### Exercise
Among the lines of the material below, how many carry the word "HttpScoringClient"? Only the number is wanted.
Start of Block
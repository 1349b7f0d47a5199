use crate::cli::{
    BulkArgs, Command, ConfigOverrideTarget, Format, TaskArgs, parse_config_override,
};
use std::path::Path;
use tabled::{Table, Tabled};
use taskrank_core::config::{Config, ConfigOverrides, Palette, merge_overrides};
use taskrank_core::controller::Controller;
use taskrank_core::error::AppError;
use taskrank_core::model::Task;
use taskrank_core::render::{Markup, Region};
use taskrank_core::{HttpScoringClient, ScoringApi};

/// Writes loading indicators to stderr and everything else to stdout.
pub struct TerminalRegion {
    format: Format,
    palette: Palette,
}

impl TerminalRegion {
    pub fn new(format: Format, palette: Palette) -> Self {
        Self { format, palette }
    }
}

impl Region for TerminalRegion {
    fn replace(&mut self, markup: Markup) {
        let rendered = match self.format {
            Format::Text => markup.to_text(&self.palette),
            Format::Html => markup.to_html(),
        };

        if markup.is_loading() {
            eprintln!("{rendered}");
        } else {
            println!("{rendered}");
        }
    }
}

#[derive(Tabled)]
struct TaskRow {
    #[tabled(rename = "#")]
    index: usize,
    #[tabled(rename = "Title")]
    title: String,
    #[tabled(rename = "Due")]
    due: String,
    #[tabled(rename = "Hours")]
    hours: String,
    #[tabled(rename = "Importance")]
    importance: i64,
    #[tabled(rename = "Dependencies")]
    dependencies: String,
}

pub fn task_table(tasks: &[Task]) -> String {
    let rows = tasks.iter().enumerate().map(|(index, task)| TaskRow {
        index: index + 1,
        title: task.title.clone(),
        due: task.due_date.clone().unwrap_or_else(|| "-".to_string()),
        hours: task.estimated_hours.to_string(),
        importance: task.importance,
        dependencies: task.dependencies.join(", "),
    });
    Table::new(rows).to_string()
}

pub fn apply_config_overrides(config: &Config, raw: &[String]) -> Result<Config, AppError> {
    let mut overrides = ConfigOverrides::default();
    for entry in raw {
        let parsed = parse_config_override(entry).map_err(AppError::validation)?;
        match parsed.target {
            ConfigOverrideTarget::BaseUrl => overrides.base_url = Some(parsed.value),
            ConfigOverrideTarget::Theme => overrides.theme = Some(parsed.value),
            ConfigOverrideTarget::Alias(name) => {
                overrides.aliases.insert(name, parsed.value);
            }
        }
    }
    Ok(merge_overrides(config, &overrides))
}

fn read_bulk_file(path: &Path) -> Result<String, AppError> {
    std::fs::read_to_string(path)
        .map_err(|err| AppError::io(format!("{}: {}", path.display(), err)))
}

/// State of one client session: the controller plus the bulk JSON field.
pub struct Session<A, R> {
    controller: Controller<A, R>,
    bulk: String,
}

impl Session<HttpScoringClient, TerminalRegion> {
    pub fn connect(config: &Config, format: Format) -> Result<Self, AppError> {
        let client = HttpScoringClient::new(&config.base_url())?;
        tracing::debug!(base_url = %client.base_url(), "scoring client ready");
        let region = TerminalRegion::new(format, config.palette());
        Ok(Self::new(client, region))
    }
}

impl<A: ScoringApi, R: Region> Session<A, R> {
    pub fn new(api: A, region: R) -> Self {
        Self {
            controller: Controller::new(api, region),
            bulk: String::new(),
        }
    }

    pub fn controller(&self) -> &Controller<A, R> {
        &self.controller
    }

    pub fn bulk(&self) -> &str {
        &self.bulk
    }

    pub fn execute(&mut self, command: Command) -> Result<(), AppError> {
        match command {
            Command::Add(args) => self.add(&args),
            Command::Analyze(args) => {
                let bulk = self.bulk_for(&args)?;
                self.controller.analyze(&bulk)
            }
            Command::Suggest(args) => {
                let bulk = self.bulk_for(&args)?;
                self.controller.suggest(&bulk)
            }
            Command::Bulk { json, file, clear } => {
                self.bulk = match (json, file) {
                    _ if clear => String::new(),
                    (Some(json), _) => json,
                    (None, Some(path)) => read_bulk_file(&path)?,
                    (None, None) => {
                        return Err(AppError::validation(
                            "bulk requires JSON, --file or --clear",
                        ));
                    }
                };
                if self.bulk.trim().is_empty() {
                    println!("Bulk input cleared.");
                } else {
                    println!("Bulk input set ({} bytes).", self.bulk.len());
                }
                Ok(())
            }
            Command::List => {
                let tasks = self.controller.tasks();
                if tasks.is_empty() {
                    println!("No tasks added yet.");
                } else {
                    println!("{}", task_table(tasks));
                }
                Ok(())
            }
            Command::Clear => {
                let dropped = self.controller.clear_tasks();
                println!("Cleared {dropped} task(s).");
                Ok(())
            }
        }
    }

    fn add(&mut self, args: &TaskArgs) -> Result<(), AppError> {
        self.controller.add_task(&args.to_form()).map(|_| ())
    }

    // One-off bulk arguments win over the session's bulk field.
    fn bulk_for(&self, args: &BulkArgs) -> Result<String, AppError> {
        match (&args.bulk, &args.bulk_file) {
            (Some(json), _) => Ok(json.clone()),
            (None, Some(path)) => read_bulk_file(path),
            (None, None) => Ok(self.bulk.clone()),
        }
    }
}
End of Block
### Your response
3